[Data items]
__________

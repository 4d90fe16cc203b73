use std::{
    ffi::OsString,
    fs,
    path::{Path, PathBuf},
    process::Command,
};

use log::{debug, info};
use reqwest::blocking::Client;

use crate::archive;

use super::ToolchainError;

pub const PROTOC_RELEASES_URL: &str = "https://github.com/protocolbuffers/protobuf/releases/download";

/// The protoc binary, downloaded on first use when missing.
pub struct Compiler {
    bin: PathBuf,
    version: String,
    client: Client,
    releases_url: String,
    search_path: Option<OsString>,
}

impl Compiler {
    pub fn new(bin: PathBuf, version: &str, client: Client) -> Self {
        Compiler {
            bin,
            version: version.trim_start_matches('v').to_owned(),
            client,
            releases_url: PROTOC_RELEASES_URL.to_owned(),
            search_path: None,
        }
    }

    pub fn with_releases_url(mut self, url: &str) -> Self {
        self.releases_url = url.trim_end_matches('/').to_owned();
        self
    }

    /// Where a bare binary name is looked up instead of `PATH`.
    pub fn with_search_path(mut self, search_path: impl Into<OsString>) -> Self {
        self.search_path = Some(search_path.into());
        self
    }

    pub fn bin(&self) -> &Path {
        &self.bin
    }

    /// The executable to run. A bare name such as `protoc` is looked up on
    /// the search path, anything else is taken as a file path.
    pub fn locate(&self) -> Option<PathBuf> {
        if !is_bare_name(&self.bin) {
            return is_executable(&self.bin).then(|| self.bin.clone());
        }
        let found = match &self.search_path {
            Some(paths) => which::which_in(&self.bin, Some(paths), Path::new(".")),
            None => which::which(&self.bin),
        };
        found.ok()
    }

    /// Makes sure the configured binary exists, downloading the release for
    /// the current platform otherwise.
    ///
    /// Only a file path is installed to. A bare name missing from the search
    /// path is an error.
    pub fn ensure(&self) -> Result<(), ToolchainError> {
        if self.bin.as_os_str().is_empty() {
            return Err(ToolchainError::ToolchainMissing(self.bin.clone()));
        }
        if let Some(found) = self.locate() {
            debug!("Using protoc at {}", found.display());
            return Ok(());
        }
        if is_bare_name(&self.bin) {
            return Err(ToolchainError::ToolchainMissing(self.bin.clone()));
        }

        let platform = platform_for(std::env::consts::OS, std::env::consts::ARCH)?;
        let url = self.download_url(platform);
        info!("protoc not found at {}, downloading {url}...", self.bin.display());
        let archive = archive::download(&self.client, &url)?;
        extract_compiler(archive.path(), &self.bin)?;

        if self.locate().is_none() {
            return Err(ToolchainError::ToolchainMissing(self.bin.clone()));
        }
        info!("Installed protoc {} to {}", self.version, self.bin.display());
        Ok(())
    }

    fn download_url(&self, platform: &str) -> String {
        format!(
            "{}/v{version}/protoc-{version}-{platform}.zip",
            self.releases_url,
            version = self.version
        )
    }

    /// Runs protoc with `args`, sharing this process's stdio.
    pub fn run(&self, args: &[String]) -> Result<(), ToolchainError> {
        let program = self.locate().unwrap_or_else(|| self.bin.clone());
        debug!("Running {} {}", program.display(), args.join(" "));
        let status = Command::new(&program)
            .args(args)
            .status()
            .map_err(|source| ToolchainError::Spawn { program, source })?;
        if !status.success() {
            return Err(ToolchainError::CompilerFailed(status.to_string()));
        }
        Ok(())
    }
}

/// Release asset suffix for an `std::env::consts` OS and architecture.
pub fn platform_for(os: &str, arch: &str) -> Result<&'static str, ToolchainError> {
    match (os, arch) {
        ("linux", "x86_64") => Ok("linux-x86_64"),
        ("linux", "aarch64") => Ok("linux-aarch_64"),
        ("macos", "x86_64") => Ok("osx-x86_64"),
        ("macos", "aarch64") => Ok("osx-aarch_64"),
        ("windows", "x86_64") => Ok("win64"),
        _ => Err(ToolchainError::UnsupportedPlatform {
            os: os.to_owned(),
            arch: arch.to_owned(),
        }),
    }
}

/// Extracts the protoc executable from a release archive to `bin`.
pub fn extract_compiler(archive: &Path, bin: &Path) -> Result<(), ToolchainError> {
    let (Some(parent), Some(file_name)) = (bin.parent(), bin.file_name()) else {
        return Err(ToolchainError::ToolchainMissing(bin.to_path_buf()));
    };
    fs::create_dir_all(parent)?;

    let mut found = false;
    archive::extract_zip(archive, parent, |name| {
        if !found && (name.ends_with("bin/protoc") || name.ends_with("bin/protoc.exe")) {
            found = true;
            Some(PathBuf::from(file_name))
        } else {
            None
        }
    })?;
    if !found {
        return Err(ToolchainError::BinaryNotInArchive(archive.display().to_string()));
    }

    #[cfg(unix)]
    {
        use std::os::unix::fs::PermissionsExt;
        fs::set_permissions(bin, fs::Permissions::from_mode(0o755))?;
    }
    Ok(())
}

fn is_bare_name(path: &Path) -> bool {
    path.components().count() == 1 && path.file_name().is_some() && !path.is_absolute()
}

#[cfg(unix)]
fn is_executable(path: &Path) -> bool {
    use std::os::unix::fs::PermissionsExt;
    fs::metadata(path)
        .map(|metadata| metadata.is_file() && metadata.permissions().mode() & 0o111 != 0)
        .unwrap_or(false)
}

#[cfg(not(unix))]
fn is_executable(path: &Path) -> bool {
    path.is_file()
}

__________

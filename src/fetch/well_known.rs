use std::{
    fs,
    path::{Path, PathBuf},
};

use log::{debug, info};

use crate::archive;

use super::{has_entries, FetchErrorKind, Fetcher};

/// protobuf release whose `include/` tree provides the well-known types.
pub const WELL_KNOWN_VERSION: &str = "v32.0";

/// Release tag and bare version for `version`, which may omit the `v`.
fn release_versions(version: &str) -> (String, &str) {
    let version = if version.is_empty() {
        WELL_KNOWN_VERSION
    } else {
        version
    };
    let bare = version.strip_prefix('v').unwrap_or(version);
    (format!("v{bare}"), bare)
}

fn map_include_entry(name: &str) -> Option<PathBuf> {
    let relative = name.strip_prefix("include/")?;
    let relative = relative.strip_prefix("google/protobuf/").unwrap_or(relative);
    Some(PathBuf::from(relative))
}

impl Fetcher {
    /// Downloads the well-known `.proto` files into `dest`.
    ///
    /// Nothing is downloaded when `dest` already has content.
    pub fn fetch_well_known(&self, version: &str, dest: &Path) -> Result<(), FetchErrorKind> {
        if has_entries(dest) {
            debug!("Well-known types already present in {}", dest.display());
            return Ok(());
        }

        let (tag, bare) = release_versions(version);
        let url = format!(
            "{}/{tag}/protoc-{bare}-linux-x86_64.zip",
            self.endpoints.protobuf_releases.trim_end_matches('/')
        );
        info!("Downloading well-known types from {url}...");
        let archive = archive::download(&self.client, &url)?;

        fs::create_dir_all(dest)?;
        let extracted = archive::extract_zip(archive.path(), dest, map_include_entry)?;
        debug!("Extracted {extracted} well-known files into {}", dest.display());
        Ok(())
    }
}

__________

#### Work order
Only lines containing "debug" belong in the answer; copy every such line from the records.

#### Task response
use log::{debug, info};
            debug!("Using protoc at {}", found.display());
        debug!("Running {} {}", program.display(), args.join(" "));
use log::{debug, info};
            debug!("Well-known types already present in {}", dest.display());
        debug!("Extracted {extracted} well-known files into {}", dest.display());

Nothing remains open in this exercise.